# Your goal:
From the entries below, return exactly the lines beginning at the one that contains "filename tests/unit/assets/catalog.rs" and ending at the one that contains "std::fs::create_dir_all(&dir).unwrap();", both of them included, and only those lines.

--- Material provided ---

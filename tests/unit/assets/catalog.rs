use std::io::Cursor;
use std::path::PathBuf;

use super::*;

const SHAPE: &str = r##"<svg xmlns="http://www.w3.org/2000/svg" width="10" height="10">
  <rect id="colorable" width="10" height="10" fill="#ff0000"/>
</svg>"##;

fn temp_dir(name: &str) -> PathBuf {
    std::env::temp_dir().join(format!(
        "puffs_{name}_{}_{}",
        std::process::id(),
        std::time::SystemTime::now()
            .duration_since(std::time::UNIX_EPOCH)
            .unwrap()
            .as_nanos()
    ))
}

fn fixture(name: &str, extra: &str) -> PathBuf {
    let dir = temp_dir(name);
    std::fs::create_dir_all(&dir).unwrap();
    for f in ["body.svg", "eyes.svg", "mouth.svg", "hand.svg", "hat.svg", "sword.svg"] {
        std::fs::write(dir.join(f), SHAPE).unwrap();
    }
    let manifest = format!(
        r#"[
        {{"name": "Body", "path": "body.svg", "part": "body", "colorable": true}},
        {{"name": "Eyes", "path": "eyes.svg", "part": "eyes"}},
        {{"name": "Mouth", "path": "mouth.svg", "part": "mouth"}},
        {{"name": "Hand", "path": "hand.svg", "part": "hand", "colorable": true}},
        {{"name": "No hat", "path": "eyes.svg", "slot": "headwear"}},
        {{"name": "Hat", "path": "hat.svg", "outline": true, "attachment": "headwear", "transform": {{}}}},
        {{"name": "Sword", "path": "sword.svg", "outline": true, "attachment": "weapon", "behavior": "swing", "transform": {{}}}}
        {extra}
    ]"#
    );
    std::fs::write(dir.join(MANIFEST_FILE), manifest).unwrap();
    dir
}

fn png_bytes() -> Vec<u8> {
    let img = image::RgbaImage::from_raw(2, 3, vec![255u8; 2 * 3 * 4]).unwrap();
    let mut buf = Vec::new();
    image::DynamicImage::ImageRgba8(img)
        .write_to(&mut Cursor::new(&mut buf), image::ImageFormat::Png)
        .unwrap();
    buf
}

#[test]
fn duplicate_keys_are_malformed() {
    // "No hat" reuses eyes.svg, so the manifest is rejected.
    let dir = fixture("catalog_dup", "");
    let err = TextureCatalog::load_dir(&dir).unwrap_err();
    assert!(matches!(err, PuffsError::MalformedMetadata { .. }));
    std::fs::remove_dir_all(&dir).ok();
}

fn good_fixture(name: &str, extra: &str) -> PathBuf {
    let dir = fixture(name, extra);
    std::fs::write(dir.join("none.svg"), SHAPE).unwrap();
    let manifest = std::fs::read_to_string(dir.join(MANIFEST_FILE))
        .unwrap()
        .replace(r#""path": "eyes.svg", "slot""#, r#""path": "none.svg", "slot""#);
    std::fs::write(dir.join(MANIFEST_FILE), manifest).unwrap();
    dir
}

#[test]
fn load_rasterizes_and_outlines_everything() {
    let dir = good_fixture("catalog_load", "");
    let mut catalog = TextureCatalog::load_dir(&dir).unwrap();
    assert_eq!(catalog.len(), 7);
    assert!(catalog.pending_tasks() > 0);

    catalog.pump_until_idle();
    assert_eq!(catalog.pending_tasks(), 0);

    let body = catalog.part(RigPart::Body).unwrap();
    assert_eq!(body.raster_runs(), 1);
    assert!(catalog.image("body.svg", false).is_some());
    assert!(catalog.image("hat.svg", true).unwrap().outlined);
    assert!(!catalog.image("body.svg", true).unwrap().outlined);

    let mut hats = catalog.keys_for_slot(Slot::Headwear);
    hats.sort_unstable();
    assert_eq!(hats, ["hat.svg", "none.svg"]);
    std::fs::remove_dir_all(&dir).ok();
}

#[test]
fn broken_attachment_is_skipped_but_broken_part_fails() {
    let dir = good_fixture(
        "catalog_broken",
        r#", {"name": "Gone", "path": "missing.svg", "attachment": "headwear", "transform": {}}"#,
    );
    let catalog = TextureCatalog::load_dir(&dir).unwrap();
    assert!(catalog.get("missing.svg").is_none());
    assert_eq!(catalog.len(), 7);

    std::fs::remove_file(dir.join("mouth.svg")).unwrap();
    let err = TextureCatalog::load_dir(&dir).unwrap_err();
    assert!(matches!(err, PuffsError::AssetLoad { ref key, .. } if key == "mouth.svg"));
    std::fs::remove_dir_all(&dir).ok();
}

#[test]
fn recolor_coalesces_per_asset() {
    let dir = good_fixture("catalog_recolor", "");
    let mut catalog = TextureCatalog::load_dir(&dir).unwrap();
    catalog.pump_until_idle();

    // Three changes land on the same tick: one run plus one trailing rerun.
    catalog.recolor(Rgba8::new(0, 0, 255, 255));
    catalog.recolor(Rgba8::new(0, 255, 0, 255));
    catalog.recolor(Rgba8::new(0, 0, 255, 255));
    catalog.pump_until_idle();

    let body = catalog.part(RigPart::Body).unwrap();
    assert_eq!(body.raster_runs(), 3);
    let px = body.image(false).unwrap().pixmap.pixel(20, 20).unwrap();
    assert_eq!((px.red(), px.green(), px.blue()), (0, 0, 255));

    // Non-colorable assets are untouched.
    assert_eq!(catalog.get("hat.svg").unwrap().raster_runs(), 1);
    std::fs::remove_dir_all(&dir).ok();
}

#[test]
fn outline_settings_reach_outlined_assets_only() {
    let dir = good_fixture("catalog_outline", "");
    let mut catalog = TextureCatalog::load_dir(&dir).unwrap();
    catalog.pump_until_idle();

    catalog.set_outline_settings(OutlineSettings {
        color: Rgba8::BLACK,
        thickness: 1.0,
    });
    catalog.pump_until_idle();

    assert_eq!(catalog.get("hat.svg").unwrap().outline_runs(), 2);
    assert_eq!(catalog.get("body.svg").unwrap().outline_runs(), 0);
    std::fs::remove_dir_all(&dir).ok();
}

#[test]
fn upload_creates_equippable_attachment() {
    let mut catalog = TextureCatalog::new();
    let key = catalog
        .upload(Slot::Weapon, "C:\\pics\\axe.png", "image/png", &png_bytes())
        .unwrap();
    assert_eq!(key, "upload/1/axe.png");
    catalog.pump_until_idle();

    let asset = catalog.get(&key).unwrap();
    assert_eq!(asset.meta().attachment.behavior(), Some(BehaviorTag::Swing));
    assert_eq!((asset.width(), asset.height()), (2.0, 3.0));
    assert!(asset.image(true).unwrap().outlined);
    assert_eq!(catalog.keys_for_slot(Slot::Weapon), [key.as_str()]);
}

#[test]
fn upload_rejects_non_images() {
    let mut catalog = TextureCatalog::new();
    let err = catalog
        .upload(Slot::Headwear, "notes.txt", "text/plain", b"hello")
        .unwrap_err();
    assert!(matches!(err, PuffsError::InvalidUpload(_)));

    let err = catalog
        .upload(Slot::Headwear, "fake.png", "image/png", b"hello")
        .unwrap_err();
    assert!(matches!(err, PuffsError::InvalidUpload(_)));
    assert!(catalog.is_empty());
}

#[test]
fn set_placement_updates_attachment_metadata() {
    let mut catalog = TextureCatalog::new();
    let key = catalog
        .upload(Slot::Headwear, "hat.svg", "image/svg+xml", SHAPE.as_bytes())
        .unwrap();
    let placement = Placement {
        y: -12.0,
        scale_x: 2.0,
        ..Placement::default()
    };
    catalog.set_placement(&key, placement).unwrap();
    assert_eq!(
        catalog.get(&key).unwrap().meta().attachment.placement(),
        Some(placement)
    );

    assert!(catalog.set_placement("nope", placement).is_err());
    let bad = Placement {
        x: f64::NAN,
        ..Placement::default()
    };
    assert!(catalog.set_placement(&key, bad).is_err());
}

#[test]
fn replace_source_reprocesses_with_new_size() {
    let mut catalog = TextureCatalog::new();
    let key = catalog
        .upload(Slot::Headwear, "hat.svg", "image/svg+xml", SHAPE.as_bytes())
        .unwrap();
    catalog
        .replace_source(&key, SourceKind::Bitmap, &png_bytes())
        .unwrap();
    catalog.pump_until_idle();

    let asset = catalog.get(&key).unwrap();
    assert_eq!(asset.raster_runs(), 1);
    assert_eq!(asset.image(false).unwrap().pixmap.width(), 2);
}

---
--- Material provided ---

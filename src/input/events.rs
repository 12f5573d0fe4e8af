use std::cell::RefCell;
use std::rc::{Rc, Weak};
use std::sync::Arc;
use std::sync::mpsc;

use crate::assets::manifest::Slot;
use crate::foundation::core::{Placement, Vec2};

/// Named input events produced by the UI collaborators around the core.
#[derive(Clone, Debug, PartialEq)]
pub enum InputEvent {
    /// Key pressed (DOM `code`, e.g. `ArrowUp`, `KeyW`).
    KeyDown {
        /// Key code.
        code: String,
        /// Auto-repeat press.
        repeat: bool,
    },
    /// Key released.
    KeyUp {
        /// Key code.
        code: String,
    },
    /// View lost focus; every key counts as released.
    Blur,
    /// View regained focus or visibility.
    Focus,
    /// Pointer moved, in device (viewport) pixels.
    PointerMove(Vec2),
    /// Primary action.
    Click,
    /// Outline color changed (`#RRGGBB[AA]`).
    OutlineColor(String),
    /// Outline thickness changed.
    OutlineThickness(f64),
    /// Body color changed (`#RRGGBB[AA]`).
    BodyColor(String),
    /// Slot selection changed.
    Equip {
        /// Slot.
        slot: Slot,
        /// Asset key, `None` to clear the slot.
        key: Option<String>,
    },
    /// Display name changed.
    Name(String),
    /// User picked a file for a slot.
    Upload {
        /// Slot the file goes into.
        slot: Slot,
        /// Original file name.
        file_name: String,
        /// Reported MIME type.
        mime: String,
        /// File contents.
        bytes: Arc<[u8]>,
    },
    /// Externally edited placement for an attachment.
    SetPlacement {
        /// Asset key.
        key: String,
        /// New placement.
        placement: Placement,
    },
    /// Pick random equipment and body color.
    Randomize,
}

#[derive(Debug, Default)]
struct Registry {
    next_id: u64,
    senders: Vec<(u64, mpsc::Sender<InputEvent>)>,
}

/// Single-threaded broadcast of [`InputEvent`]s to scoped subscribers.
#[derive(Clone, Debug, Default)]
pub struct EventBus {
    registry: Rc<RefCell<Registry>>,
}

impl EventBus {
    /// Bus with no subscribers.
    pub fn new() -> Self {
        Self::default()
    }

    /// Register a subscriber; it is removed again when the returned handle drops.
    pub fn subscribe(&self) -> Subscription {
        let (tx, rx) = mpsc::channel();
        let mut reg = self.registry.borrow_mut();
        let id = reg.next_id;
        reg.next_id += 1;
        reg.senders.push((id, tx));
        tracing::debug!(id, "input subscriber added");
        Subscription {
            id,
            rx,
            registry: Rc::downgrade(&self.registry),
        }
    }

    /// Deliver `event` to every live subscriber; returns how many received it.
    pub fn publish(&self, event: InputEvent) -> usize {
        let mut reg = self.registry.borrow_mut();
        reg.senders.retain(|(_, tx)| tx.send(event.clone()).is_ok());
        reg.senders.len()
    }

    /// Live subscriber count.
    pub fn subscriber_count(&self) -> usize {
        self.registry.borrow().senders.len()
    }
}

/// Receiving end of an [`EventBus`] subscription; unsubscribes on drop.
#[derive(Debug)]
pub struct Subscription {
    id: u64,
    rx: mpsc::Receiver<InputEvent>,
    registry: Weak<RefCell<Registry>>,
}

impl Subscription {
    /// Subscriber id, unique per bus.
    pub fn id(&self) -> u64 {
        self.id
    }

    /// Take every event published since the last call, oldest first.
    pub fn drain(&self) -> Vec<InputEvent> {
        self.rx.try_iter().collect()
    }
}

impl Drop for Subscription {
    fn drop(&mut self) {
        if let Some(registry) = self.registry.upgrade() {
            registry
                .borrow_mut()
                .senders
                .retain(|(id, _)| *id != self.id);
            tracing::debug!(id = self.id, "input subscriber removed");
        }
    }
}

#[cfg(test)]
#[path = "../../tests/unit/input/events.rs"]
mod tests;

---
--- Material provided ---

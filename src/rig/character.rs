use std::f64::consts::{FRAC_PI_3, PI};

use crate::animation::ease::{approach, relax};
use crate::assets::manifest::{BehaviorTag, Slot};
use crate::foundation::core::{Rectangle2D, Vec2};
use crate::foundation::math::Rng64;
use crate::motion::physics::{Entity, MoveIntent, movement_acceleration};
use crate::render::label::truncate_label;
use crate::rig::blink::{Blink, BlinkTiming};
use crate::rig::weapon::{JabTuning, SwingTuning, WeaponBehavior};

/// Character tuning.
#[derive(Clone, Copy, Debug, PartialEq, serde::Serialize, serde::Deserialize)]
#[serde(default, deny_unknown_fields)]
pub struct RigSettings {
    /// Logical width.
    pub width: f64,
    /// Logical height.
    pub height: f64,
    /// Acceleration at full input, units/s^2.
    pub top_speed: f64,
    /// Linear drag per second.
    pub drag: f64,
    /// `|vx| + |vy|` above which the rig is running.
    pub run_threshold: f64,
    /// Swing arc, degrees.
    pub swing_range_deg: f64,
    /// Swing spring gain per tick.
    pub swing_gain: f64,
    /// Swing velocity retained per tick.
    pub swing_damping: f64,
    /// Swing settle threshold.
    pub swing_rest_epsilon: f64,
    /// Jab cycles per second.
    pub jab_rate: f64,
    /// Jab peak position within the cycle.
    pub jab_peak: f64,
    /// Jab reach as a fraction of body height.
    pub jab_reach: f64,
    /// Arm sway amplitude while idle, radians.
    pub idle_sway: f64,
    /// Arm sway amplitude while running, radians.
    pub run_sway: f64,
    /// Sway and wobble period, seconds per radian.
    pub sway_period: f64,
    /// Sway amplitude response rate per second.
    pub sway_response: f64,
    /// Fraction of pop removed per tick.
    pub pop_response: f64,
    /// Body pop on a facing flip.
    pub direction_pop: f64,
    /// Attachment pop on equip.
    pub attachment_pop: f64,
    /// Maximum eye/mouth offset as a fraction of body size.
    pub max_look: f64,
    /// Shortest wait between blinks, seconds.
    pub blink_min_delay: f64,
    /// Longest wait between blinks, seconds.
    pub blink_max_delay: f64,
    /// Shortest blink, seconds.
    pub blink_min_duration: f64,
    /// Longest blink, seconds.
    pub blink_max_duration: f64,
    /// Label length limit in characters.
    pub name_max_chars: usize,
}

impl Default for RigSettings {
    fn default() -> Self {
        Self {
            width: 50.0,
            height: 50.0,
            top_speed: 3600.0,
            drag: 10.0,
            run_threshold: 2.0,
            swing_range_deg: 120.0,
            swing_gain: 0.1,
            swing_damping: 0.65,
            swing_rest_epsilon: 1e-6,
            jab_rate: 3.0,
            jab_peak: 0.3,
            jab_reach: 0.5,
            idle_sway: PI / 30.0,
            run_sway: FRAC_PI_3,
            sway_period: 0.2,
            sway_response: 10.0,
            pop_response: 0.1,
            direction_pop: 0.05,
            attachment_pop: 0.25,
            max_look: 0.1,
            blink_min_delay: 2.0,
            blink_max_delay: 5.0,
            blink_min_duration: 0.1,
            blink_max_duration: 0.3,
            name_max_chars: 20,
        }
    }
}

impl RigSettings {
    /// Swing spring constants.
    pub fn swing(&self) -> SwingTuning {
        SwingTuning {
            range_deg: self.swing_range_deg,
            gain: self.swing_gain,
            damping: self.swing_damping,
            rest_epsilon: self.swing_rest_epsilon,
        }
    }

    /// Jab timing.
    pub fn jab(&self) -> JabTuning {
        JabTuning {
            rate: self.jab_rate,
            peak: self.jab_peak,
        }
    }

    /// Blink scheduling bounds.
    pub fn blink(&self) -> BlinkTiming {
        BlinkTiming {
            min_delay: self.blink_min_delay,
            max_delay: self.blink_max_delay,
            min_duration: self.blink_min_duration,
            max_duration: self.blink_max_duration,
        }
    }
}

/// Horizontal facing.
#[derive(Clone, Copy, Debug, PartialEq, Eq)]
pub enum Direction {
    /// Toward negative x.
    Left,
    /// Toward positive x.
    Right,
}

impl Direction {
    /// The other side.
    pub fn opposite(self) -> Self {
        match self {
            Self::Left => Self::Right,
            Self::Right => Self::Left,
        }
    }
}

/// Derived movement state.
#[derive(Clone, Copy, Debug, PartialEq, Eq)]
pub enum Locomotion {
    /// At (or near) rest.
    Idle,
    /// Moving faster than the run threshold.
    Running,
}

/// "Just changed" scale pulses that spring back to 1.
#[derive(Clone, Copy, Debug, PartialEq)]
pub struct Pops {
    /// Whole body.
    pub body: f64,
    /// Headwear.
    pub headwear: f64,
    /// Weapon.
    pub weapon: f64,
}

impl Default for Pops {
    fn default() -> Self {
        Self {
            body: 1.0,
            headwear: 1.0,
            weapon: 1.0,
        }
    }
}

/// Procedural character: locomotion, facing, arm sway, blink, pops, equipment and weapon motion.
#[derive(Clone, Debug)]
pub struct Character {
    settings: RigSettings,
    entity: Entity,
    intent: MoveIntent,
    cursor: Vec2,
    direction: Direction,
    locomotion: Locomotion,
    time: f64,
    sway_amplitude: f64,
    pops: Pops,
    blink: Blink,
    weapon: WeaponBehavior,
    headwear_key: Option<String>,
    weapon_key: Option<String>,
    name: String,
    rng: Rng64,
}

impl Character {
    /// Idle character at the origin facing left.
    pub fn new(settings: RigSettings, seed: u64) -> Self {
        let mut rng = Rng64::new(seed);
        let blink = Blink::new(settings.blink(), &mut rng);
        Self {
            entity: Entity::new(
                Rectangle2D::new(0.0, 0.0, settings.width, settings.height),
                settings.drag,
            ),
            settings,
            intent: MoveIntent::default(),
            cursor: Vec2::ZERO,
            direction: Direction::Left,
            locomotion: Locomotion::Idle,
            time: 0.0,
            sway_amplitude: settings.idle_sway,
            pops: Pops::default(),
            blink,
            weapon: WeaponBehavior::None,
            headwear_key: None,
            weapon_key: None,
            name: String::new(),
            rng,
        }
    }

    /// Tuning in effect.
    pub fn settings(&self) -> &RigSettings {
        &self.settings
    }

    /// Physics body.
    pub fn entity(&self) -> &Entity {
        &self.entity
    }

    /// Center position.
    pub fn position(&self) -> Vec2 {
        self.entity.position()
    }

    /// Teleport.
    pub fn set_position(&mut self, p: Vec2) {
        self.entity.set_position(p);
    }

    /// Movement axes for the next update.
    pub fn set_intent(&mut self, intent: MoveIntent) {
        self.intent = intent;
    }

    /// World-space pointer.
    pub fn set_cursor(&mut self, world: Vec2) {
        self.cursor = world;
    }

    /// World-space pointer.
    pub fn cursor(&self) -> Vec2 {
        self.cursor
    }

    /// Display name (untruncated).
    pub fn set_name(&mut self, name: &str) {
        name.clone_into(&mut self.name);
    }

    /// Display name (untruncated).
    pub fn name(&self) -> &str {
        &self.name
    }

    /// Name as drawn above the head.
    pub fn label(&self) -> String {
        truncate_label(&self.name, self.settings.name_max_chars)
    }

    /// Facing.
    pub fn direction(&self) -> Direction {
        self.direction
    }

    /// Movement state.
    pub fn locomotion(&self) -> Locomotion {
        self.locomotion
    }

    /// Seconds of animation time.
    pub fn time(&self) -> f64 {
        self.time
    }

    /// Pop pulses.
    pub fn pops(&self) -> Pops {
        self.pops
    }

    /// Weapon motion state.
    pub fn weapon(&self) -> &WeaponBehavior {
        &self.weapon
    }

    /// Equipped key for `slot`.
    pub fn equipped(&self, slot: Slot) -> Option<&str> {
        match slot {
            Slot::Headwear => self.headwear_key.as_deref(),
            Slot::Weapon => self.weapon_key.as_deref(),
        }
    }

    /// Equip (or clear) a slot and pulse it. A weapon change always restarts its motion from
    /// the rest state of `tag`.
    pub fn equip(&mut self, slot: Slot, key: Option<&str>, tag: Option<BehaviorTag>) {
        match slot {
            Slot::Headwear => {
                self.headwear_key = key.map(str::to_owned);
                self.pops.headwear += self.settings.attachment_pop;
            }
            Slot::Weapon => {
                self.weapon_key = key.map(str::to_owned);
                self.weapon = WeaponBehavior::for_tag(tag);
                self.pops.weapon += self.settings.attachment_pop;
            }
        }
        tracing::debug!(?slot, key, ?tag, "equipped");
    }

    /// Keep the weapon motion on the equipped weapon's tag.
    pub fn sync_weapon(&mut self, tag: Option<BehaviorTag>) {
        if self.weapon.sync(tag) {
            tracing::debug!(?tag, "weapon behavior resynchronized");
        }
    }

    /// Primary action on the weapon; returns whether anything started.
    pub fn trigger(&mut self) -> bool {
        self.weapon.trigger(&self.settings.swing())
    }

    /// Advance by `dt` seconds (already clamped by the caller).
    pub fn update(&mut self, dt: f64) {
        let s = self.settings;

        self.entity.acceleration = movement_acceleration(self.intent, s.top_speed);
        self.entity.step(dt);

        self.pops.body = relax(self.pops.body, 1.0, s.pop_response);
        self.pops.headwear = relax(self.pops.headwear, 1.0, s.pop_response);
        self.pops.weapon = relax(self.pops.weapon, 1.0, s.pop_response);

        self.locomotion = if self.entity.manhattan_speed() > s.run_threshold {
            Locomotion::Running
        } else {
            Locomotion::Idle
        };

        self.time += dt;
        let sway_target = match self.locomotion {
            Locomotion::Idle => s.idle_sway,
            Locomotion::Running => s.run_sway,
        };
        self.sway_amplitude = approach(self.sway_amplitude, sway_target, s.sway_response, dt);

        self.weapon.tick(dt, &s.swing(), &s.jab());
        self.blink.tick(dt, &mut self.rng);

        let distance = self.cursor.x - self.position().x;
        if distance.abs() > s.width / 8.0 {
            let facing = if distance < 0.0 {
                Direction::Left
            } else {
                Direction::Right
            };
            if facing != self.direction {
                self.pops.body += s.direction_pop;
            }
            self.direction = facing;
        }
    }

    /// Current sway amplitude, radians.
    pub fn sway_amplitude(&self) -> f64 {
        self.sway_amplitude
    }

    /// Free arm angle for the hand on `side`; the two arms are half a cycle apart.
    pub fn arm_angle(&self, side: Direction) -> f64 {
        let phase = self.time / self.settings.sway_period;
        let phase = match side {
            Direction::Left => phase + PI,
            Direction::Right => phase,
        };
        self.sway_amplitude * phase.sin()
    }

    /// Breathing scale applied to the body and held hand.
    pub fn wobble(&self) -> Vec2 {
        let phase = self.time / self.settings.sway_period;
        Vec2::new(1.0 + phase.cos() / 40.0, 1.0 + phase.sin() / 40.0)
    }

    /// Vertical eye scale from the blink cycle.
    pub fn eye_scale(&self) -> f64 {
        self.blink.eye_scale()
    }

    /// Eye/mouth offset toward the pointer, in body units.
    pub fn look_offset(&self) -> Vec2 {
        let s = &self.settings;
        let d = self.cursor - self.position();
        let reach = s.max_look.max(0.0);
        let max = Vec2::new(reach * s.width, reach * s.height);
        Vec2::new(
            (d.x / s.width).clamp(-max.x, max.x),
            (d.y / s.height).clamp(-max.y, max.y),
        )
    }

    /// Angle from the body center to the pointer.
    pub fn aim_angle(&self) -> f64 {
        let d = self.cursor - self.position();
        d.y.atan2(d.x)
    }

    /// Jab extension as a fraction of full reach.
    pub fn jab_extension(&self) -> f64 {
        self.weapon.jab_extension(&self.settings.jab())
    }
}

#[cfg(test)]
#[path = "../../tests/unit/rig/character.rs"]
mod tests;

---

# Exercise solution:
filename tests/unit/assets/catalog.rs
use std::io::Cursor;
use std::path::PathBuf;

use super::*;

const SHAPE: &str = r##"<svg xmlns="http://www.w3.org/2000/svg" width="10" height="10">
  <rect id="colorable" width="10" height="10" fill="#ff0000"/>
</svg>"##;

fn temp_dir(name: &str) -> PathBuf {
    std::env::temp_dir().join(format!(
        "puffs_{name}_{}_{}",
        std::process::id(),
        std::time::SystemTime::now()
            .duration_since(std::time::UNIX_EPOCH)
            .unwrap()
            .as_nanos()
    ))
}

fn fixture(name: &str, extra: &str) -> PathBuf {
    let dir = temp_dir(name);
    std::fs::create_dir_all(&dir).unwrap();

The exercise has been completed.